I just think expecting people to get it all correct just is a set up to feel anxious, hurt, and angry. I am not saying you expect it, I just mean people who do expect it. Obviously, if it is a family member or close friend who interacts with the person regularly, they should make an effort to call someone as they wish.

MrGrimm888's avatar

I had a neighbor we called “Hippy guy.” I never knew his real name.
Anyways, he was a hippie.
He had a beard, and wore glasses. He wore regular shirts, usually. But he often wore big dresses.

So. This was from that man’s mouth.
He claims “if it wasn’t for horses, we’d all be wearing dresses.”
I didn’t press him, on that comment, but he went on a rant about it.
He was also typically VERY drunk, or high on something.

But he wore long dresses, with big flowers on them, that would go down to his feet (yes, he wore sandals.)

It wasn’t a sexual thing, with him.

I also know a police officer, who was a regular man, then he transferred to a different city, and “became a woman.” (I don’t know about surgeries, but he dresses like a woman now with long hair and the whole nine.)

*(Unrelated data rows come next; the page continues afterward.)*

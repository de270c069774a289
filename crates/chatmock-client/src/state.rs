//! Session state shared by every command.
//!
//! The caller owns one [`Session`] per open mockup and passes it by
//! reference into the command functions. There is no global instance.

use chatmock_store::Conversation;
use chatmock_timeline::ChatSkin;
use serde::Serialize;

use crate::commands::settings::SessionSettings;
use crate::config::SessionConfig;
use crate::events::{emit_event, EventSink, TracingSink};

pub struct Session {
    /// Participants and messages. All edits go through the commands.
    pub(crate) conversation: Conversation,

    /// Skin and header overrides chosen by the user.
    pub(crate) settings: SessionSettings,

    /// Startup configuration (export directory, scale).
    pub(crate) config: SessionConfig,

    events: Box<dyn EventSink>,
}

impl Session {
    /// Fresh session with the default `"me"` / `"other"` participants.
    pub fn new(config: SessionConfig) -> Self {
        Self {
            conversation: Conversation::with_default_participants(),
            settings: SessionSettings::from_config(&config),
            config,
            events: Box::new(TracingSink),
        }
    }

    pub fn from_env() -> Self {
        Self::new(SessionConfig::from_env())
    }

    /// Replace the conversation, e.g. one with a pinned date.
    pub fn with_conversation(mut self, conversation: Conversation) -> Self {
        self.conversation = conversation;
        self
    }

    pub fn with_event_sink(mut self, sink: impl EventSink + 'static) -> Self {
        self.events = Box::new(sink);
        self
    }

    pub fn conversation(&self) -> &Conversation {
        &self.conversation
    }

    pub fn settings(&self) -> &SessionSettings {
        &self.settings
    }

    pub fn config(&self) -> &SessionConfig {
        &self.config
    }

    pub fn skin(&self) -> ChatSkin {
        self.settings.skin
    }

    pub(crate) fn emit<S: Serialize>(&self, event: &str, payload: S) {
        emit_event(self.events.as_ref(), event, payload);
    }
}

impl Default for Session {
    fn default() -> Self {
        Self::new(SessionConfig::default())
    }
}
//! Interview engine — session registry, per-turn dialogue control, and the
//! interview definition store.

pub mod control;
pub mod engine;
pub mod handlers;
pub mod prompts;
pub mod session;
pub mod store;
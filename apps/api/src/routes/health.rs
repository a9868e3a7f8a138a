use axum::Json;
use serde_json::{json, Value};

/// GET /health
/// Returns a simple status object with service version.
pub async fn health_handler() -> Json<Value> {
    Json(json!({
        "status": "ok",
        "version": env!("CARGO_PKG_VERSION"),
        "service": "parley-api"
    }))
}
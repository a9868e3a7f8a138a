//! Session Registry — process-scoped interview sessions.
//!
//! A session is the cursor into one interview's question list. Starting an
//! already-known session is an explicit resume: the supplied questions are
//! ignored and progress is preserved, so a client reconnect can never reset an
//! interview.
//!
//! Each session is guarded by its own async mutex, held across the whole turn
//! (prompt build → generation call → parse → cursor update). That lock is the
//! single-flight guarantee: two overlapping turns for the same session cannot
//! race on the cursor read-modify-write.

use std::collections::HashMap;
use std::sync::{Arc, Mutex};
use std::time::{Duration, Instant};

use serde::Serialize;
use tokio::sync::Mutex as AsyncMutex;
use tracing::info;

/// Mutable per-session state.
///
/// Invariants: `0 <= cursor <= questions.len()`, and `ended` implies
/// `cursor == questions.len()`.
#[derive(Debug)]
pub struct Session {
    pub questions: Vec<String>,
    pub cursor: usize,
    pub ended: bool,
    touched: Instant,
}

impl Session {
    fn new(questions: Vec<String>) -> Self {
        Self {
            questions,
            cursor: 0,
            ended: false,
            touched: Instant::now(),
        }
    }

    pub fn touch(&mut self) {
        self.touched = Instant::now();
    }
}

/// Read-only view of a session, returned to callers of `start`.
#[derive(Debug, Clone, PartialEq, Eq, Serialize)]
pub struct SessionSnapshot {
    pub session_id: String,
    pub cursor: usize,
    pub ended: bool,
}

pub type SessionHandle = Arc<AsyncMutex<Session>>;

/// The registry: a mutex-guarded map of session handles. The map lock is held
/// only for lookup and insert, never across an await.
#[derive(Default)]
pub struct SessionRegistry {
    inner: Mutex<HashMap<String, SessionHandle>>,
}

impl SessionRegistry {
    pub fn new() -> Self {
        Self::default()
    }

    /// Creates a session for `session_id`, or resumes the existing one as-is
    /// (the supplied `questions` are ignored on resume). Never fails.
    pub async fn start(&self, session_id: &str, questions: Vec<String>) -> SessionSnapshot {
        let handle = {
            let mut map = self.inner.lock().expect("session map lock poisoned");
            map.entry(session_id.to_string())
                .or_insert_with(|| Arc::new(AsyncMutex::new(Session::new(questions))))
                .clone()
        };

        let mut session = handle.lock().await;
        session.touch();
        SessionSnapshot {
            session_id: session_id.to_string(),
            cursor: session.cursor,
            ended: session.ended,
        }
    }

    /// Hands out the per-session lock, or `None` for an unknown id.
    pub fn get(&self, session_id: &str) -> Option<SessionHandle> {
        let map = self.inner.lock().expect("session map lock poisoned");
        map.get(session_id).cloned()
    }

    /// Drops sessions idle for longer than `max_idle`. A session whose lock is
    /// currently held has a turn in flight and is kept regardless of age.
    pub fn evict_idle(&self, max_idle: Duration) -> usize {
        let mut map = self.inner.lock().expect("session map lock poisoned");
        let before = map.len();
        map.retain(|_, handle| match handle.try_lock() {
            Ok(session) => session.touched.elapsed() < max_idle,
            Err(_) => true,
        });
        let evicted = before - map.len();
        if evicted > 0 {
            info!("Evicted {evicted} idle interview session(s)");
        }
        evicted
    }

    pub fn len(&self) -> usize {
        self.inner.lock().expect("session map lock poisoned").len()
    }

    pub fn is_empty(&self) -> bool {
        self.len() == 0
    }
}
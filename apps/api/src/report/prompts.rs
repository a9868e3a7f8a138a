// Prompt constants and builders for evaluation report synthesis.

use crate::models::interview::InterviewRow;
use crate::models::transcript::TranscriptRecord;

/// System prompt for report synthesis.
pub const REPORT_SYSTEM: &str = "You are an expert HR recruiter and interviewer. \
    You evaluate interview transcripts strictly on their content and produce \
    formal, concise, professional reports.";

/// The six competency dimensions scored 1-10 in every report.
pub const COMPETENCY_DIMENSIONS: [&str; 6] = [
    "Technical Knowledge",
    "Problem-Solving Ability",
    "Communication Skills",
    "Confidence",
    "Teamwork & Adaptability",
    "Cultural Fit",
];

/// The fixed headings every report is produced under, in order.
pub const REPORT_HEADINGS: [&str; 8] = [
    "Interview Evaluation Report",
    "Candidate Information",
    "Attempt Summary",
    "Evaluation and Scoring",
    "Overall Performance Summary",
    "Strengths",
    "Areas for Improvement",
    "Final Recommendation",
];

/// Builds the single evaluation prompt for one interview: candidate identity,
/// role metadata, the planned question list as ground truth, and the entire
/// transcript. The model must reconcile planned vs actually-asked questions
/// (paraphrase-equivalent counts), classify each as attempted or skipped, and
/// score the fixed competency dimensions using transcript evidence only.
pub fn build_report_prompt(interview: &InterviewRow, record: &TranscriptRecord) -> String {
    let questions = interview
        .questions
        .iter()
        .enumerate()
        .map(|(i, q)| format!("{}. {q}", i + 1))
        .collect::<Vec<_>>()
        .join("\n");

    let transcript = record
        .entries
        .iter()
        .map(|e| format!("AI: {}\nCandidate: {}", e.ai_text, e.user_text))
        .collect::<Vec<_>>()
        .join("\n\n");

    let dimensions = COMPETENCY_DIMENSIONS
        .iter()
        .map(|d| format!("  - {d}"))
        .collect::<Vec<_>>()
        .join("\n");

    let headings = REPORT_HEADINGS
        .iter()
        .map(|h| format!("  **{h}**"))
        .collect::<Vec<_>>()
        .join("\n");

    format!(
        r#"Generate a professional interview evaluation report.

Interview Details:
- Candidate Name: {candidate_name}
- Position Applied: {job_position}
- Job Description: {job_description}
- Interview Duration: {duration} minutes
- Interview Type(s): {types}
- Total Questions (Planned): {question_count}

Planned Questions (ground truth):
{questions}

Conversation Transcript (for your analysis only):
{transcript}

Strict Analysis Rules:
- Base the evaluation ONLY on the conversation transcript.
- Use the Planned Questions list as the ground truth ({question_count} total).
- Identify which planned questions were actually asked in the conversation, even if rephrased. If a question was repeated casually, count it only once.
- For each planned question: a valid, relevant answer marks it Attempted; no answer or an irrelevant response marks it Skipped / Not Attempted.
- In the "Attempt Summary", show: Total Planned Questions = {question_count}, Actual Unique Questions Asked, Attempted, and Skipped / Not Attempted.
- DO NOT invent or assume answers beyond the transcript.
- Score each of the following on a 1-10 scale, only after the mapping above:
{dimensions}

Produce the report under these fixed headings, in order:
{headings}

Details:
- Open "Interview Evaluation Report" with 2-3 formal lines stating that the report evaluates the candidate's performance strictly from the actual conversation and assesses suitability for the applied role.
- "Candidate Information": name, position, type, duration.
- "Attempt Summary": planned vs actual unique vs attempted vs skipped.
- "Evaluation and Scoring": the 1-10 scores per dimension.
- "Overall Performance Summary": 1-2 short paragraphs.
- "Strengths" / "Areas for Improvement": bullet points.
- "Final Recommendation": Hire / Consider / Not Hire, with reasoning.
- Keep the style formal, concise, professional."#,
        candidate_name = record.transcript.candidate_name,
        job_position = interview.job_position,
        job_description = interview.job_description,
        duration = interview.duration_minutes,
        types = interview.types.join(", "),
        question_count = interview.questions.len(),
    )
}
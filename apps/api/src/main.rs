mod config;
mod db;
mod errors;
mod interview;
mod llm_client;
mod models;
mod report;
mod routes;
mod state;
mod transcript;

use anyhow::Result;
use std::net::SocketAddr;
use std::sync::Arc;
use std::time::Duration;
use tower_http::{cors::CorsLayer, trace::TraceLayer};
use tracing::info;
use tracing_subscriber::{layer::SubscriberExt, util::SubscriberInitExt, EnvFilter};

use crate::config::Config;
use crate::db::create_pool;
use crate::interview::session::SessionRegistry;
use crate::llm_client::GroqClient;
use crate::routes::build_router;
use crate::state::AppState;

const SESSION_SWEEP_INTERVAL_SECS: u64 = 60;

#[tokio::main]
async fn main() -> Result<()> {
    // Load configuration first (fails on missing required env vars)
    let config = Config::from_env()?;

    // Initialize structured logging
    tracing_subscriber::registry()
        .with(EnvFilter::try_from_default_env().unwrap_or_else(|_| {
            EnvFilter::new(format!("{}={}", env!("CARGO_PKG_NAME"), &config.rust_log))
        }))
        .with(tracing_subscriber::fmt::layer())
        .init();

    info!("Starting Parley API v{}", env!("CARGO_PKG_VERSION"));

    // Initialize PostgreSQL
    let db = create_pool(&config.database_url, config.db_max_connections).await?;

    // Initialize generation client
    let llm = Arc::new(GroqClient::new(
        config.groq_api_key.clone(),
        config.llm_timeout_secs,
    ));
    info!("Generation client initialized (model: {})", llm_client::MODEL);

    // Initialize the session registry and its idle-eviction sweeper
    let sessions = Arc::new(SessionRegistry::new());
    let sweeper_sessions = sessions.clone();
    let idle_ttl = Duration::from_secs(config.session_idle_ttl_secs);
    tokio::spawn(async move {
        let mut interval =
            tokio::time::interval(Duration::from_secs(SESSION_SWEEP_INTERVAL_SECS));
        loop {
            interval.tick().await;
            sweeper_sessions.evict_idle(idle_ttl);
        }
    });

    // Build app state
    let state = AppState {
        db,
        llm,
        sessions,
        config: config.clone(),
    };

    // Build router
    let app = build_router(state)
        .layer(TraceLayer::new_for_http())
        .layer(CorsLayer::permissive()); // TODO: tighten CORS in production

    let addr: SocketAddr = format!("0.0.0.0:{}", config.port).parse()?;
    info!("Listening on {addr}");

    let listener = tokio::net::TcpListener::bind(addr).await?;
    axum::serve(listener, app).await?;

    Ok(())
}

Cross dressing, IS an older term. It’s probably just as historically mean, but it doesn’t sound too bad. I’m guessing, it doesn’t fit modern times. I can’t say.

RedDeerGuy1's avatar

Also the term, ”,Tom boy” , should be erased.

janbb's avatar

Just to add my two-cents, I wouldn’t be highly offended or smack down anyone who used the term. I just think that what constitutes male or female dress is becoming as fluid as gender and eventually the term will not have much meaning.

JLeslie's avatar

Would a transgender person say gender is very fluid? I ask that seriously not to be dismissive. They feel so strongly they are the “other gender.”

jonsblond's avatar

^Gender-fluid fits under the transgender and nonbinary umbrella. All three are related.

MrGrimm888's avatar

I wish we ALL lived under one umbrella…
Maybe, one day…

Answer this question

Login

or

Join

to answer.

This question is in the General Section. Responses must be helpful and on-topic.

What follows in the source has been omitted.